We don’t get discouraged by those kinds of numbers, though, because Jon and I operate from a very firm conviction that Lina is exceptional. Maybe we’re being naive. I suppose some will think so. But we continue to believe that by holding firm to that conviction and providing all the resources we can find, we will infuse Lina with the courage and give her the tools to do amazing things.
Perhaps more than any other takeaway, David and Monica was one more demonstration of a lesson I am still learning in a whole new way: people with Down syndrome are, always and above all, people. There is so much more that makes my child like any other than makes her different. I used to think I knew this, but I didn’t, really. Now I am living it. I know that my child, like any other, is going to forge her own path in life. I will do all I can to guide and equip her, but ultimately, Lina’s future is her own. I firmly believe that, through the grace of God, it’s going to be a beautiful one.
Keep that positive attitude and keep looking for those resources that will give Lina the life that she deserves — the best. There will no doubt be disappointments (those come with normal children, too) but by giving her the best you can, you will feel better about how her life turns out.

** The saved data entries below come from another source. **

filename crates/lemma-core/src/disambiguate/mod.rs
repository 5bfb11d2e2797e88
//! Context disambiguation of ambiguous word forms.
//!
//! A word's candidates run through a fixed sequence of phases. Each phase
//! either resolves the word (lemma + confidence) or declines; the last phase
//! always resolves, so every call produces an answer.

mod bigram;
mod grammar;
mod rules;

use serde::Serialize;
use tracing::{debug, debug_span};

use crate::dict::{Candidate, Dictionary, Pos};
use crate::settings::{settings, DisambiguationSettings};
use crate::unicode::normalize;

/// Confidence of a preference-rule match and of the pronoun + verb rule.
pub(crate) const RULE_CONFIDENCE: f64 = 0.85;
/// Confidence of the case-government rules.
pub(crate) const GOVERNMENT_CONFIDENCE: f64 = 0.9;

/// Pipeline phase that produced an answer, in execution order.
#[derive(Debug, Clone, Copy, PartialEq, Eq, Hash, Serialize)]
#[serde(rename_all = "snake_case")]
pub enum Phase {
    Unambiguous,
    PreferenceRule,
    GrammarRule,
    Bigram,
    Fallback,
}

impl Phase {
    pub const ORDER: [Phase; 5] = [
        Phase::Unambiguous,
        Phase::PreferenceRule,
        Phase::GrammarRule,
        Phase::Bigram,
        Phase::Fallback,
    ];

    fn resolve(self, ctx: &Context<'_>) -> Option<Resolution> {
        match self {
            Phase::Unambiguous => (ctx.current.candidates.len() == 1).then_some(Resolution {
                index: Some(0),
                confidence: 1.0,
            }),
            Phase::PreferenceRule => rules::apply(ctx),
            Phase::GrammarRule => grammar::apply(ctx),
            Phase::Bigram => bigram::apply(ctx),
            Phase::Fallback => Some(fallback(ctx)),
        }
    }
}

/// Result of disambiguating one token.
#[derive(Debug, Clone, PartialEq, Serialize)]
pub struct DisambiguatedToken {
    pub token: String,
    pub lemma: String,
    pub pos: Option<Pos>,
    pub candidates: Vec<Candidate>,
    pub ambiguous: bool,
    pub confidence: f64,
    pub phase: Phase,
}

/// A phase's decision: which candidate (none for an unknown word) and how sure.
#[derive(Debug, Clone, Copy, PartialEq)]
pub(crate) struct Resolution {
    pub index: Option<usize>,
    pub confidence: f64,
}

impl Resolution {
    pub(crate) fn pick(index: usize, confidence: f64) -> Self {
        Self {
            index: Some(index),
            confidence,
        }
    }
}

/// Dictionary view of one token: every reading plus the deduplicated
/// (lemma, POS) candidates.
#[derive(Debug, Clone)]
pub(crate) struct Analysis {
    pub word: String,
    pub readings: Vec<Candidate>,
    pub candidates: Vec<Candidate>,
}

impl Analysis {
    pub(crate) fn new(dict: &dyn Dictionary, word: &str) -> Self {
        let readings = dict.readings(word);
        let candidates = crate::dict::dedup_candidates(readings.clone());
        Self {
            word: normalize(word),
            readings,
            candidates,
        }
    }

    pub(crate) fn has_pos(&self, pos: Pos) -> bool {
        self.candidates.iter().any(|c| c.pos == pos)
    }

    /// Distinct candidate lemmas; an unknown word stands for itself.
    pub(crate) fn lemmas(&self) -> Vec<&str> {
        let mut out: Vec<&str> = Vec::new();
        for c in &self.candidates {
            if !out.contains(&c.lemma.as_str()) {
                out.push(&c.lemma);
            }
        }
        if out.is_empty() && !self.word.is_empty() {
            out.push(&self.word);
        }
        out
    }
}

/// Everything a phase may consult.
pub(crate) struct Context<'a> {
    pub dict: &'a dyn Dictionary,
    pub settings: &'a DisambiguationSettings,
    pub current: &'a Analysis,
    pub prev: Option<&'a Analysis>,
    pub next: Option<&'a Analysis>,
}

impl Context<'_> {
    pub(crate) fn prev_is_nominative_pronoun(&self) -> bool {
        self.prev
            .is_some_and(|p| self.settings.nominative_pronouns.contains(&p.word))
    }
}

fn fallback(ctx: &Context<'_>) -> Resolution {
    let n = ctx.current.candidates.len();
    if n == 0 {
        Resolution {
            index: None,
            confidence: 0.0,
        }
    } else {
        Resolution::pick(0, 1.0 / n as f64)
    }
}

/// Runs the disambiguation phases against a dictionary.
pub struct Disambiguator<'a> {
    dict: &'a dyn Dictionary,
    settings: &'a DisambiguationSettings,
}

impl<'a> Disambiguator<'a> {
    /// Disambiguator using the global settings.
    pub fn new(dict: &'a dyn Dictionary) -> Self {
        Self::with_settings(dict, &settings().disambiguation)
    }

    pub fn with_settings(dict: &'a dyn Dictionary, settings: &'a DisambiguationSettings) -> Self {
        Self { dict, settings }
    }

    /// Pick one lemma for `word` given its neighbours. `prev == None` means
    /// `word` starts the sentence.
    pub fn disambiguate(
        &self,
        word: &str,
        prev: Option<&str>,
        next: Option<&str>,
    ) -> DisambiguatedToken {
        let current = Analysis::new(self.dict, word);
        let prev = prev.map(|w| Analysis::new(self.dict, w));
        let next = next.map(|w| Analysis::new(self.dict, w));
        self.run(word, &current, prev.as_ref(), next.as_ref())
    }

    /// Disambiguate every token of a sentence, each against its neighbours.
    pub fn disambiguate_sentence(&self, tokens: &[&str]) -> Vec<DisambiguatedToken> {
        let analyses: Vec<Analysis> = tokens
            .iter()
            .map(|t| Analysis::new(self.dict, t))
            .collect();
        tokens
            .iter()
            .enumerate()
            .map(|(i, token)| {
                let prev = i.checked_sub(1).map(|p| &analyses[p]);
                let next = analyses.get(i + 1);
                self.run(token, &analyses[i], prev, next)
            })
            .collect()
    }

    fn run(
        &self,
        token: &str,
        current: &Analysis,
        prev: Option<&Analysis>,
        next: Option<&Analysis>,
    ) -> DisambiguatedToken {
        let _span = debug_span!("disambiguate", word = %current.word).entered();
        let ctx = Context {
            dict: self.dict,
            settings: self.settings,
            current,
            prev,
            next,
        };

        let (phase, resolution) = Phase::ORDER
            .iter()
            .find_map(|&phase| phase.resolve(&ctx).map(|r| (phase, r)))
            .unwrap_or_else(|| (Phase::Fallback, fallback(&ctx)));

        let (lemma, pos) = match resolution.index.and_then(|i| current.candidates.get(i)) {
            Some(c) => (c.lemma.clone(), Some(c.pos)),
            None => (current.word.clone(), None),
        };
        let confidence = resolution.confidence.clamp(0.0, 1.0);
        debug!(?phase, lemma = %lemma, confidence);

        DisambiguatedToken {
            token: token.to_string(),
            lemma,
            pos,
            candidates: current.candidates.clone(),
            ambiguous: current.candidates.len() > 1,
            confidence,
            phase,
        }
    }
}
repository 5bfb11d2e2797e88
fn main() {
    // Validate embedded TOML files at compile time.
    validate_toml(
        "src/default_settings.toml",
        include_str!("src/default_settings.toml"),
    );
}

fn validate_toml(path: &str, content: &str) {
    if content.parse::<toml::Value>().is_err() {
        panic!("{path} contains invalid TOML");
    }
}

I loved this post–especially the first two sentences of the last paragraph. Profound words.
What a beautiful documentary! I came away with that feeling as well: that there is much more that makes us alike than makes us different. I thought Monica was very astute at picking up on her parents’ moods. Didn’t you just love when her mom finally let them go down to the pool by themselves? I can understand her mom’s first reaction was to protect her from anyone who might look at her differently, but you could see how happy she was when she interacted with people outside her family circle, as well. What a beautiful portrayal of a committed family.
I was shocked by the horrible things the doctors said to the mothers when their children were born. Hopefully, there’s more awareness and support now. It made me admire those mothers all the more.
I couldn’t help but notice how much support Monica and David received from their peer group. It made me remember a documentary we watched in teacher training called, Educating Peter. It’s an older one from 1992; the filmmaker documents a child with Down syndrome in an elementary school classroom. The beginning of the film is a difficult to watch, but there’s no doubt that the relationships Peter forms with his classmates are strong and sincere. And he is so affectionate with them!
Thank you for recommending this beautiful film. I know you are, and will be, just the mother Lina needs. She couldn’t ask for more committed parents. She is blessed, and I know she will continue to be a blessing to all who know her.
Oh, I’m so glad you watched the movie and enjoyed it, Beverly! And I second everything you said. I, too, was struck by what a great peer group they had. And yeah, the doctors were horrifying, and it really did make you realize what these parents achieved at a time when most people were still institutionalizing kids with Down syndrome. Made me more forgiving when their overprotectiveness was clearly limiting Monica and David. 🙂 Anyway, good to hear from you on this, and thanks for your encouragement!